Finding the Next 100-Baggers
The history of 100-baggers... A surprising big winner... They're out there... Where to look... The things that will never change... Warren Buffett loves energy... Faster, cheaper, better... The great AI race...
The thrill of a '100 bagger' treasure hunt...
I (Corey McLaughlin) have been spending some time lately reading the book 100 Baggers: Stocks That Return 100-to-1 and How to Find Them, by Christopher Mayer. He was a recent guest of Stansberry Research senior analyst Matt McCall on his podcast...
The book is an informative and entertaining read that runs through the history of stocks that returned $100 for every $1 invested over the past five decades. In other words, if you bought them and held on, you'd be rich.
Chris examined the common characteristics of these stocks and businesses... explained what metrics to look for... and shared about the people who actually spotted them... and how and why they did.
I suggest reading it for yourself – and you can watch or listen to Matt's interview with Chris here.
On the rails...
Unsurprisingly, Warren Buffett's Berkshire Hathaway (BRK-B) topped the list of 100-baggers in terms of total returns from 1962 (when accessible data began) through 2015 (when Mayer's book was first published).

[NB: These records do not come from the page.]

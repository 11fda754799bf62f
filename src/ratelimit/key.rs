//! Rate key generation and handling.

use std::fmt;

/// The kind of subject a rate key identifies.
///
/// Each kind carries its own limit policy and its own namespace, so an
/// address and a credential with the same raw text never share state.
#[derive(Debug, Clone, Copy, PartialEq, Eq, Hash)]
pub enum KeyKind {
    /// Client network address
    Ip,
    /// API credential
    Token,
}

impl KeyKind {
    /// Namespace tag used as the key prefix.
    pub fn as_str(&self) -> &'static str {
        match self {
            KeyKind::Ip => "ip",
            KeyKind::Token => "token",
        }
    }
}

impl fmt::Display for KeyKind {
    fn fmt(&self, f: &mut fmt::Formatter<'_>) -> fmt::Result {
        f.write_str(self.as_str())
    }
}

/// A key that uniquely identifies a rate-limited subject.
///
/// Rendered as `<kind>:<value>`, e.g. `ip:10.0.0.1` or `token:abc123`.
#[derive(Debug, Clone, PartialEq, Eq, Hash)]
pub struct RateKey {
    kind: KeyKind,
    value: String,
}

impl RateKey {
    /// Create a key for a client address.
    pub fn ip(address: impl Into<String>) -> Self {
        Self {
            kind: KeyKind::Ip,
            value: address.into(),
        }
    }

    /// Create a key for an API credential.
    pub fn token(credential: impl Into<String>) -> Self {
        Self {
            kind: KeyKind::Token,
            value: credential.into(),
        }
    }

    pub fn kind(&self) -> KeyKind {
        self.kind
    }

    /// The raw identity value without the kind tag.
    pub fn value(&self) -> &str {
        &self.value
    }
}

impl fmt::Display for RateKey {
    fn fmt(&self, f: &mut fmt::Formatter<'_>) -> fmt::Result {
        write!(f, "{}:{}", self.kind, self.value)
    }
}
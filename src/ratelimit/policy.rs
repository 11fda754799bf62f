//! Limit policies for address- and credential-based limiting.

use serde::{Deserialize, Serialize};
use std::time::Duration;

use super::key::KeyKind;
use crate::error::{Result, TurnstileError};

/// Longest window, block or timeout accepted from configuration (365 days).
///
/// Keeps every deadline representable as an `Instant` and as a Redis expiry.
pub const MAX_DURATION: Duration = Duration::from_secs(365 * 24 * 60 * 60);

/// Reject a zero duration or one longer than [`MAX_DURATION`].
pub(crate) fn check_duration(name: &str, value: Duration) -> Result<()> {
    if value.is_zero() {
        return Err(TurnstileError::Config(format!("{} must be positive", name)));
    }
    if value > MAX_DURATION {
        return Err(TurnstileError::Config(format!(
            "{} of {:?} exceeds the maximum of {:?}",
            name, value, MAX_DURATION
        )));
    }
    Ok(())
}

/// A limit and the cool-down applied once the limit is exceeded.
#[derive(Debug, Clone, Copy, PartialEq, Eq, Serialize, Deserialize)]
pub struct LimitPolicy {
    /// Maximum requests allowed within one window
    pub limit_per_window: u64,
    /// How long a subject stays blocked after exceeding the limit
    #[serde(with = "humantime_serde")]
    pub block_duration: Duration,
}

impl LimitPolicy {
    pub fn new(limit_per_window: u64, block_duration: Duration) -> Self {
        Self {
            limit_per_window,
            block_duration,
        }
    }

    fn validate(&self, kind: KeyKind) -> Result<()> {
        if self.limit_per_window == 0 {
            return Err(TurnstileError::Config(format!(
                "{} limit_per_window must be positive",
                kind
            )));
        }
        check_duration(&format!("{} block_duration", kind), self.block_duration)
    }
}

/// The two independent policies plus the fixed window length they count in.
///
/// Loaded once at startup and never mutated afterwards.
#[derive(Debug, Clone, PartialEq, Eq, Serialize, Deserialize)]
pub struct Policies {
    /// Length of one counting window
    #[serde(default = "default_window", with = "humantime_serde")]
    pub window: Duration,

    /// Policy for requests limited by client address
    #[serde(default = "default_ip_policy")]
    pub ip: LimitPolicy,

    /// Policy for requests carrying an API credential
    #[serde(default = "default_token_policy")]
    pub token: LimitPolicy,
}

impl Default for Policies {
    fn default() -> Self {
        Self {
            window: default_window(),
            ip: default_ip_policy(),
            token: default_token_policy(),
        }
    }
}

fn default_window() -> Duration {
    Duration::from_secs(1)
}

fn default_ip_policy() -> LimitPolicy {
    LimitPolicy::new(10, Duration::from_secs(300))
}

fn default_token_policy() -> LimitPolicy {
    LimitPolicy::new(100, Duration::from_secs(300))
}

impl Policies {
    /// Select the policy bound to a key kind.
    pub fn for_kind(&self, kind: KeyKind) -> &LimitPolicy {
        match kind {
            KeyKind::Ip => &self.ip,
            KeyKind::Token => &self.token,
        }
    }

    pub fn validate(&self) -> Result<()> {
        check_duration("window", self.window)?;
        self.ip.validate(KeyKind::Ip)?;
        self.token.validate(KeyKind::Token)
    }
}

But the second-highest return of the previous 50 years was from Kansas City Southern. It was a railroad stock whose shares – before the company was bought by Canadian Pacific in 2021 – were up more than 16,000-fold since 1974.
A $10,000 investment would have turned into $160 million in 40 years. Who wouldn't take that? But how many folks likely bought Kansas City Southern stock? And of those who bought shares, even fewer likely had the gumption to hold them for 40 years... or even the 18 years it took for the company to return 100 times an initial investment since 1974. If anyone knows someone who did, we'd like to talk to them. As Chris put it in his book...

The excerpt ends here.